Of Spirit and Letter

My personal opinion: unless all of your children have the exact same gender and personality – there is no way you can treat your children the same. You may try, but the children will suffer because you aren’t meeting their specific needs. Is it easy? How many ways can I say NO!

Greta would gladly give everything in her lunch just to have the admiration of her friends. If she eats her lunch, she only eats enough until her desire to play at recess takes over.  She would rather not ride her bike in a bike-a-thon and walk beside a friend with a broken chain than go on without the friend. Greta’s world revolves around friends. The boys don’t have that personality. Greta’s lunch has been an issue that we even had to bring up to the teacher. Please don’t let her give away everything in her lunch. She comes home starved. We had to assure Greta that true friends would still be true friends even if she didn’t give them cool things from her lunch. If they are hungry, by all means share and let the teacher know that there is a child with no lunch.

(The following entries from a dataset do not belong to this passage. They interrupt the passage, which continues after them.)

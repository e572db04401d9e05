// Copyright 2026 the polytess authors
// License: MIT
//
// Public tessellator API: contour ingestion with orientation forcing,
// projection onto the sweep plane, and the pipeline driver tying the
// sweep, the monotonizer and the output assembler together.

use log::debug;

use crate::error::TessError;
use crate::geom::Real;
use crate::mesh::{sym, Mesh, F_HEAD, INVALID, V_HEAD};
use crate::sweep::Sweep;

/// Decides which regions of the planar subdivision are filled, as a
/// function of their accumulated winding number.
#[derive(Copy, Clone, Debug, PartialEq, Eq, Hash)]
#[cfg_attr(feature = "serialization", derive(serde::Serialize, serde::Deserialize))]
pub enum WindingRule {
    /// Inside iff the winding number is odd.
    EvenOdd,
    /// Inside iff the winding number is non-zero.
    NonZero,
    /// Inside iff the winding number is positive.
    Positive,
    /// Inside iff the winding number is negative.
    Negative,
    /// Inside iff the winding number is at least two in magnitude.
    AbsGeqTwo,
}

impl WindingRule {
    #[inline]
    pub fn is_inside(self, winding: i32) -> bool {
        match self {
            WindingRule::EvenOdd => winding & 1 != 0,
            WindingRule::NonZero => winding != 0,
            WindingRule::Positive => winding > 0,
            WindingRule::Negative => winding < 0,
            WindingRule::AbsGeqTwo => winding >= 2 || winding <= -2,
        }
    }
}

/// Shape of the output buffers produced by [`Tessellator::tessellate`].
#[derive(Copy, Clone, Debug, PartialEq, Eq, Hash)]
#[cfg_attr(feature = "serialization", derive(serde::Serialize, serde::Deserialize))]
pub enum ElementType {
    /// Polygons of up to `poly_size` vertex ids each, padded with [`UNDEF`].
    Polygons,
    /// Like `Polygons`, with `poly_size` neighbor face ids per element
    /// appended after the vertex ids.
    ConnectedPolygons,
    /// Boundary loops of the filled region as (start, count) runs.
    BoundaryContours,
}

/// How [`Tessellator::add_contour`] treats the supplied vertex order.
#[derive(Copy, Clone, Debug, PartialEq, Eq, Hash)]
#[cfg_attr(feature = "serialization", derive(serde::Serialize, serde::Deserialize))]
pub enum ContourOrientation {
    /// Keep the order as given.
    Original,
    /// Reverse the contour if its signed area is positive.
    Clockwise,
    /// Reverse the contour if its signed area is negative.
    CounterClockwise,
}

/// One input or output vertex: a 3D position and an optional caller
/// payload carried through the pipeline.
#[derive(Clone, Debug)]
#[cfg_attr(feature = "serialization", derive(serde::Serialize, serde::Deserialize))]
pub struct ContourVertex<D> {
    pub position: [Real; 3],
    pub data: Option<D>,
}

/// Merges payload data where contours intersect or coincide: given the
/// new position, up to four contributing payloads, and their normalized
/// interpolation weights (summing to 1), returns the merged payload.
pub type CombineCallback<'f, D> = dyn FnMut([Real; 3], [Option<D>; 4], [Real; 4]) -> D + 'f;

/// Reserved id meaning "no vertex" / "no neighbor" in element buffers.
pub const UNDEF: u32 = u32::MAX;

/// Coordinates are kept below 2^23 so the f32 sweep predicates stay
/// within exact integer range.
const MAX_COORD: Real = (1u32 << 23) as Real;

#[inline]
fn coord_ok(c: Real) -> bool {
    (-MAX_COORD..=MAX_COORD).contains(&c) && !c.is_nan()
}

/// Converts closed contours into a filled planar subdivision.
///
/// Contours are accumulated with [`add_contour`](Self::add_contour);
/// [`tessellate`](Self::tessellate) then runs the pipeline once, leaving
/// its result in [`vertices`](Self::vertices) and
/// [`elements`](Self::elements) and consuming the accumulated contours.
///
/// ```
/// use polytess::{ContourOrientation, ContourVertex, ElementType, Tessellator, WindingRule};
///
/// let square: Vec<ContourVertex<()>> = [(0.0, 0.0), (1.0, 0.0), (1.0, 1.0), (0.0, 1.0)]
///     .iter()
///     .map(|&(x, y)| ContourVertex { position: [x, y, 0.0], data: None })
///     .collect();
///
/// let mut tess = Tessellator::new();
/// tess.add_contour(&square, ContourOrientation::Original);
/// tess.tessellate(WindingRule::EvenOdd, ElementType::Polygons, 3, None).unwrap();
///
/// assert_eq!(tess.vertex_count(), 4);
/// assert_eq!(tess.element_count(), 2);
/// ```
pub struct Tessellator<D = ()> {
    pub(crate) mesh: Option<Mesh<D>>,
    pending: Option<TessError>,
    normal: [Real; 3],
    bmin: [Real; 2],
    bmax: [Real; 2],
    pub(crate) vertices: Vec<ContourVertex<D>>,
    pub(crate) elements: Vec<u32>,
    pub(crate) element_count: usize,
}

impl<D: Clone> Tessellator<D> {
    pub fn new() -> Self {
        Tessellator {
            mesh: None,
            pending: None,
            normal: [0.0; 3],
            bmin: [0.0; 2],
            bmax: [0.0; 2],
            vertices: Vec::new(),
            elements: Vec::new(),
            element_count: 0,
        }
    }

    /// Supply the polygon normal instead of having it computed from the
    /// contours. The sweep plane is the plane perpendicular to it.
    pub fn set_normal(&mut self, normal: [Real; 3]) {
        self.normal = normal;
    }

    /// Append one closed contour. The winding of a counter-clockwise
    /// contour adds +1 to the region it encloses; `orientation` can force
    /// a direction by reversing the vertex order when the contour's signed
    /// area disagrees with it.
    pub fn add_contour(&mut self, vertices: &[ContourVertex<D>], orientation: ContourOrientation) {
        if self.pending.is_some() {
            return;
        }
        if self.mesh.is_none() {
            self.mesh = Some(Mesh::new());
        }
        for v in vertices {
            if v.position.iter().any(|&c| !coord_ok(c)) {
                self.pending = Some(TessError::InvalidCoordinate);
                return;
            }
        }

        // Positive shoelace area means the vertices wind counter-clockwise;
        // reverse when that disagrees with the requested orientation.
        let reverse = if orientation == ContourOrientation::Original {
            false
        } else {
            let area = signed_area(vertices);
            (orientation == ContourOrientation::Clockwise && area > 0.0)
                || (orientation == ContourOrientation::CounterClockwise && area < 0.0)
        };

        let mesh = self.mesh.as_mut().unwrap();
        let mut e = INVALID;
        for i in 0..vertices.len() {
            if e == INVALID {
                e = mesh.make_edge();
                mesh.splice(e, sym(e));
            } else {
                // Grow the loop: the new vertex becomes e's origin.
                mesh.split_edge(e);
                e = mesh.edges[e as usize].lnext;
            }
            let idx = if reverse { vertices.len() - 1 - i } else { i };
            let org = mesh.edges[e as usize].org;
            mesh.verts[org as usize].coords = vertices[idx].position;
            mesh.verts[org as usize].data = vertices[idx].data.clone();
            mesh.edges[e as usize].winding = 1;
            mesh.edges[sym(e) as usize].winding = -1;
        }
    }

    /// Run the pipeline over the accumulated contours. On success the
    /// output buffers hold the result described by `element_type`; the
    /// contours are consumed either way, so a second call without new
    /// contours yields empty output.
    pub fn tessellate(
        &mut self,
        winding_rule: WindingRule,
        element_type: ElementType,
        poly_size: usize,
        combine: Option<&mut CombineCallback<'_, D>>,
    ) -> Result<(), TessError> {
        self.vertices.clear();
        self.elements.clear();
        self.element_count = 0;

        if let Some(err) = self.pending.take() {
            self.mesh = None;
            return Err(err);
        }
        if self.mesh.is_none() {
            return Ok(());
        }
        let poly_size = poly_size.max(3);
        debug!("tessellate: rule {winding_rule:?}, {element_type:?}, poly size {poly_size}");

        self.project_polygon();

        {
            let (bmin, bmax) = (self.bmin, self.bmax);
            let mesh = self.mesh.as_mut().unwrap();
            let mut sweep = Sweep::new(mesh, winding_rule, combine);
            sweep.run(bmin, bmax);
        }

        {
            let mesh = self.mesh.as_mut().unwrap();
            if element_type == ElementType::BoundaryContours {
                // Only edges separating inside from outside matter now.
                mesh.set_winding_number(1, true);
            } else {
                mesh.tessellate_interior();
            }
            #[cfg(debug_assertions)]
            mesh.check();
        }

        if element_type == ElementType::BoundaryContours {
            self.output_contours();
        } else {
            self.output_polymesh(element_type, poly_size);
        }

        self.mesh = None;
        Ok(())
    }

    /// Output vertices: positions with their (possibly combined) payloads.
    pub fn vertices(&self) -> &[ContourVertex<D>] {
        &self.vertices
    }

    pub fn vertex_count(&self) -> usize {
        self.vertices.len()
    }

    /// Output element buffer; layout depends on the element type passed
    /// to [`tessellate`](Self::tessellate).
    pub fn elements(&self) -> &[u32] {
        &self.elements
    }

    pub fn element_count(&self) -> usize {
        self.element_count
    }

    // ───────────────────────── projection ─────────────────────────

    /// Project every vertex onto the plane of the polygon normal
    /// (computing one if the caller didn't supply it) and cache the
    /// projected bounding box.
    fn project_polygon(&mut self) {
        let mut norm = self.normal;
        let computed = norm == [0.0; 3];
        if computed {
            norm = compute_normal(self.mesh.as_ref().unwrap());
        }

        let i = long_axis(&norm);
        let mut s_unit = [0.0; 3];
        let mut t_unit = [0.0; 3];
        s_unit[(i + 1) % 3] = 1.0;
        t_unit[(i + 2) % 3] = if norm[i] > 0.0 { 1.0 } else { -1.0 };

        let mesh = self.mesh.as_mut().unwrap();
        let mut v = mesh.verts[V_HEAD as usize].next;
        while v != V_HEAD {
            let c = mesh.verts[v as usize].coords;
            mesh.verts[v as usize].s = dot(&c, &s_unit);
            mesh.verts[v as usize].t = dot(&c, &t_unit);
            v = mesh.verts[v as usize].next;
        }
        if computed {
            // A computed normal may point either way; orient so the net
            // contour area is non-negative.
            check_orientation(mesh);
        }

        let mut first = true;
        let mut v = mesh.verts[V_HEAD as usize].next;
        while v != V_HEAD {
            let (s, t) = mesh.st(v);
            if first {
                self.bmin = [s, t];
                self.bmax = [s, t];
                first = false;
            } else {
                self.bmin[0] = self.bmin[0].min(s);
                self.bmin[1] = self.bmin[1].min(t);
                self.bmax[0] = self.bmax[0].max(s);
                self.bmax[1] = self.bmax[1].max(t);
            }
            v = mesh.verts[v as usize].next;
        }
        if first {
            self.bmin = [0.0; 2];
            self.bmax = [0.0; 2];
        }
    }
}

impl<D: Clone> Default for Tessellator<D> {
    fn default() -> Self {
        Self::new()
    }
}

fn signed_area<D>(vertices: &[ContourVertex<D>]) -> Real {
    let mut area = 0.0;
    for i in 0..vertices.len() {
        let p0 = vertices[i].position;
        let p1 = vertices[(i + 1) % vertices.len()].position;
        area += p0[0] * p1[1];
        area -= p0[1] * p1[0];
    }
    area * 0.5
}

fn dot(u: &[Real; 3], v: &[Real; 3]) -> Real {
    u[0] * v[0] + u[1] * v[1] + u[2] * v[2]
}

fn long_axis(v: &[Real; 3]) -> usize {
    let mut i = 0;
    if v[1].abs() > v[0].abs() {
        i = 1;
    }
    if v[2].abs() > v[i].abs() {
        i = 2;
    }
    i
}

fn short_axis(v: &[Real; 3]) -> usize {
    let mut i = 0;
    if v[1].abs() < v[0].abs() {
        i = 1;
    }
    if v[2].abs() < v[i].abs() {
        i = 2;
    }
    i
}

/// Best-fit normal from the contour extremes: take the two vertices
/// furthest apart on the widest axis, then the third vertex forming the
/// largest triangle with them. Falls back to an arbitrary axis when the
/// input is degenerate (coincident or colinear points).
fn compute_normal<D>(mesh: &Mesh<D>) -> [Real; 3] {
    let first_v = mesh.verts[V_HEAD as usize].next;
    if first_v == V_HEAD {
        return [0.0, 0.0, 1.0];
    }

    let mut min_val = mesh.verts[first_v as usize].coords;
    let mut max_val = min_val;
    let mut min_vert = [first_v; 3];
    let mut max_vert = [first_v; 3];

    let mut v = first_v;
    while v != V_HEAD {
        let c = mesh.verts[v as usize].coords;
        for i in 0..3 {
            if c[i] < min_val[i] {
                min_val[i] = c[i];
                min_vert[i] = v;
            }
            if c[i] > max_val[i] {
                max_val[i] = c[i];
                max_vert[i] = v;
            }
        }
        v = mesh.verts[v as usize].next;
    }

    let mut i = 0;
    if max_val[1] - min_val[1] > max_val[0] - min_val[0] {
        i = 1;
    }
    if max_val[2] - min_val[2] > max_val[i] - min_val[i] {
        i = 2;
    }
    if min_val[i] >= max_val[i] {
        // All points coincide; any normal will do.
        return [0.0, 0.0, 1.0];
    }

    let v1 = min_vert[i];
    let v2 = max_vert[i];
    let c1 = mesh.verts[v1 as usize].coords;
    let c2 = mesh.verts[v2 as usize].coords;
    let d1 = [c1[0] - c2[0], c1[1] - c2[1], c1[2] - c2[2]];

    let mut norm = [0.0; 3];
    let mut max_len2 = 0.0f32;
    let mut v = first_v;
    while v != V_HEAD {
        let c = mesh.verts[v as usize].coords;
        let d2 = [c[0] - c2[0], c[1] - c2[1], c[2] - c2[2]];
        let tn = [
            d1[1] * d2[2] - d1[2] * d2[1],
            d1[2] * d2[0] - d1[0] * d2[2],
            d1[0] * d2[1] - d1[1] * d2[0],
        ];
        let tl2 = tn[0] * tn[0] + tn[1] * tn[1] + tn[2] * tn[2];
        if tl2 > max_len2 {
            max_len2 = tl2;
            norm = tn;
        }
        v = mesh.verts[v as usize].next;
    }

    if max_len2 <= 0.0 {
        // Colinear input; pick the axis least aligned with the line.
        norm = [0.0; 3];
        norm[short_axis(&d1)] = 1.0;
    }
    norm
}

/// Sum the signed areas of the original contours (edges still carrying
/// positive winding); if negative, flip the t axis so the filled side of
/// a CCW contour comes out on the expected side.
fn check_orientation<D>(mesh: &mut Mesh<D>) {
    let mut area = 0.0f32;
    let mut f = mesh.faces[F_HEAD as usize].next;
    while f != F_HEAD {
        let e_start = mesh.faces[f as usize].an_edge;
        if e_start != INVALID && mesh.edges[e_start as usize].winding > 0 {
            let mut e = e_start;
            loop {
                let (os, ot) = mesh.st(mesh.edges[e as usize].org);
                let (ds, dt) = mesh.st(mesh.dst(e));
                area += (os - ds) * (ot + dt);
                e = mesh.edges[e as usize].lnext;
                if e == e_start {
                    break;
                }
            }
        }
        f = mesh.faces[f as usize].next;
    }
    if area < 0.0 {
        let mut v = mesh.verts[V_HEAD as usize].next;
        while v != V_HEAD {
            mesh.verts[v as usize].t = -mesh.verts[v as usize].t;
            v = mesh.verts[v as usize].next;
        }
    }
}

We came up with a simple guideline to help Greta. Pack at least 5 things in your lunch and try to eat your entire lunch. Leave nothing behind. Don’t give it away. Don’t trade wholesome stuff for junk food. Today, Greta saw Matthew with only 4 things in his lunch. She cried unfair. How come he only has 4 things in his lunch. Isn’t he supposed to have 5 things? That guideline was never given to Matthew, because it wasn’t necessary for him.

Greta got tangled up in the letter of the law instead of the spirit of the law. She focused on checking off her list, do I have 5 things in my lunch, instead of the fact that her parents love her very much and want to make sure that she has a nutritious lunch that will help her finish out the day at school.

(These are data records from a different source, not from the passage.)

// Copyright 2026 the polytess authors
// License: MIT
//
// Fan triangulation of monotone regions. The sweep guarantees that every
// interior face it produces is monotone: any line perpendicular to the
// sweep axis meets the face interior in at most one interval.

use crate::geom::{edge_sign, vert_leq};
use crate::mesh::{sym, FaceIdx, Mesh, F_HEAD};

impl<D> Mesh<D> {
    /// Triangulate one monotone, CCW-oriented face by inserting diagonals.
    ///
    /// The boundary is split at the rightmost vertex into an upper and a
    /// lower chain, both walked right to left. At each step the chain that
    /// is further behind is advanced, fanning greedily from the frontier
    /// vertex for as long as the orientation test allows; the invariant is
    /// that the untriangulated remainder consists of one single-edge chain
    /// and one concave chain. A final fan from the shared leftmost vertex
    /// finishes the region. No vertices are created.
    ///
    /// The face must have at least three edges and actually be monotone;
    /// both are sweep invariants, violated only by internal bugs.
    pub(crate) fn tessellate_mono_region(&mut self, face: FaceIdx) {
        let mut up = self.faces[face as usize].an_edge;
        assert!(
            self.edges[up as usize].lnext != up
                && self.edges[self.edges[up as usize].lnext as usize].lnext != up,
            "monotone region with fewer than 3 edges"
        );

        // Find the edge whose origin is the rightmost vertex. The sweep
        // leaves an_edge close to it, so these loops are short.
        while vert_leq(self.st(self.dst(up)), self.st(self.edges[up as usize].org)) {
            up = self.lprev(up);
        }
        while vert_leq(self.st(self.edges[up as usize].org), self.st(self.dst(up))) {
            up = self.edges[up as usize].lnext;
        }

        let mut lo = self.lprev(up);

        while self.edges[up as usize].lnext != lo {
            if vert_leq(self.st(self.dst(up)), self.st(self.edges[lo as usize].org)) {
                // up's destination is left of lo's origin: triangles can be
                // fanned from lo's origin. The edge_goes_left test keeps us
                // progressing even through colinear runs.
                while self.edges[lo as usize].lnext != up {
                    let lo_lnext = self.edges[lo as usize].lnext;
                    if !self.edge_goes_left(lo_lnext)
                        && edge_sign(
                            self.st(self.edges[lo as usize].org),
                            self.st(self.dst(lo)),
                            self.st(self.dst(lo_lnext)),
                        ) > 0.0
                    {
                        break;
                    }
                    lo = sym(self.connect(lo_lnext, lo));
                }
                lo = self.lprev(lo);
            } else {
                // Symmetric: fan CCW triangles from up's destination.
                while self.edges[lo as usize].lnext != up {
                    let up_lprev = self.lprev(up);
                    if !self.edge_goes_right(up_lprev)
                        && edge_sign(
                            self.st(self.dst(up)),
                            self.st(self.edges[up as usize].org),
                            self.st(self.edges[up_lprev as usize].org),
                        ) < 0.0
                    {
                        break;
                    }
                    up = sym(self.connect(up, up_lprev));
                }
                up = self.edges[up as usize].lnext;
            }
        }

        // Both chains have met at the leftmost vertex; fan out the rest.
        assert!(self.edges[lo as usize].lnext != up);
        while self.edges[self.edges[lo as usize].lnext as usize].lnext != up {
            let lo_lnext = self.edges[lo as usize].lnext;
            lo = sym(self.connect(lo_lnext, lo));
        }
    }

    /// Triangulate every face marked inside.
    pub(crate) fn tessellate_interior(&mut self) {
        let mut f = self.faces[F_HEAD as usize].next;
        while f != F_HEAD {
            // Triangulation appends faces; remember the successor first.
            let next = self.faces[f as usize].next;
            if self.faces[f as usize].inside {
                self.tessellate_mono_region(f);
            }
            f = next;
        }
    }
}

#[cfg(test)]
mod tests {
    use crate::mesh::{Mesh, F_HEAD, INVALID};

    /// Build a single closed contour in the mesh with projected coords and
    /// mark its left face inside, the way the sweep would leave a convex
    /// monotone region.
    fn monotone_loop(points: &[(f32, f32)]) -> (Mesh<()>, u32) {
        let mut mesh = Mesh::<()>::new();
        let mut e = INVALID;
        for &(s, t) in points {
            if e == INVALID {
                e = mesh.make_edge();
                mesh.splice(e, crate::mesh::sym(e));
            } else {
                mesh.split_edge(e);
                e = mesh.edges[e as usize].lnext;
            }
            let org = mesh.edges[e as usize].org;
            mesh.verts[org as usize].s = s;
            mesh.verts[org as usize].t = t;
        }
        // Pick the orientation whose loop is CCW in (s, t).
        let f = if signed_area(&mesh, mesh.edges[e as usize].lface) > 0.0 {
            mesh.edges[e as usize].lface
        } else {
            mesh.rface(e)
        };
        mesh.faces[f as usize].inside = true;
        (mesh, f)
    }

    fn signed_area(mesh: &Mesh<()>, f: u32) -> f32 {
        let start = mesh.faces[f as usize].an_edge;
        let mut e = start;
        let mut area = 0.0;
        loop {
            let (s0, t0) = mesh.st(mesh.edges[e as usize].org);
            let (s1, t1) = mesh.st(mesh.dst(e));
            area += s0 * t1 - t0 * s1;
            e = mesh.edges[e as usize].lnext;
            if e == start {
                break;
            }
        }
        area / 2.0
    }

    fn inside_triangles(mesh: &Mesh<()>) -> usize {
        let mut n = 0;
        let mut f = mesh.faces[F_HEAD as usize].next;
        while f != F_HEAD {
            if mesh.faces[f as usize].inside {
                assert_eq!(mesh.count_face_verts(f), 3, "non-triangle after fan");
                n += 1;
            }
            f = mesh.faces[f as usize].next;
        }
        n
    }

    #[test]
    fn triangle_is_left_alone() {
        let (mut mesh, f) = monotone_loop(&[(0.0, 0.0), (1.0, 0.0), (0.5, 1.0)]);
        mesh.tessellate_mono_region(f);
        assert_eq!(inside_triangles(&mesh), 1);
    }

    #[test]
    fn convex_polygon_fans_into_n_minus_2_triangles() {
        let (mut mesh, f) = monotone_loop(&[
            (0.0, 0.0),
            (2.0, -1.0),
            (4.0, 0.0),
            (4.0, 2.0),
            (2.0, 3.0),
            (0.0, 2.0),
        ]);
        mesh.tessellate_mono_region(f);
        assert_eq!(inside_triangles(&mesh), 4);
        mesh.check();
    }

    #[test]
    fn nonconvex_monotone_region_triangulates() {
        // Monotone in s but with a reflex vertex on the lower chain.
        let (mut mesh, f) = monotone_loop(&[
            (0.0, 0.0),
            (1.0, 1.0),
            (2.0, 0.3),
            (3.0, 1.2),
            (4.0, 0.0),
            (4.0, 3.0),
            (0.0, 3.0),
        ]);
        mesh.tessellate_mono_region(f);
        assert_eq!(inside_triangles(&mesh), 5);
        mesh.check();
    }

    #[test]
    fn tessellate_interior_skips_outside_faces() {
        let (mut mesh, _f) = monotone_loop(&[(0.0, 0.0), (3.0, 0.0), (3.0, 2.0), (0.0, 2.0)]);
        mesh.tessellate_interior();
        assert_eq!(inside_triangles(&mesh), 2);
        // The exterior face was not subdivided.
        let mut outside = 0;
        let mut f = mesh.faces[F_HEAD as usize].next;
        while f != F_HEAD {
            if !mesh.faces[f as usize].inside {
                outside += 1;
            }
            f = mesh.faces[f as usize].next;
        }
        assert_eq!(outside, 1);
    }
}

This is nothing new. Jesus ran into the same problem. He dealt with a bunch of folks more concerned with checking items off of the list than getting to the heart of the matter. They couldn’t see that God created us to have abundant lives and that’s exactly what He wants for us. He gives guidelines to help us get to that understanding.

Greta is off to school and I will pray that God gives us guidance on how to communicate to this ADEM child that the real issue is we love her and want her to have a nutritious lunch that will benefit her.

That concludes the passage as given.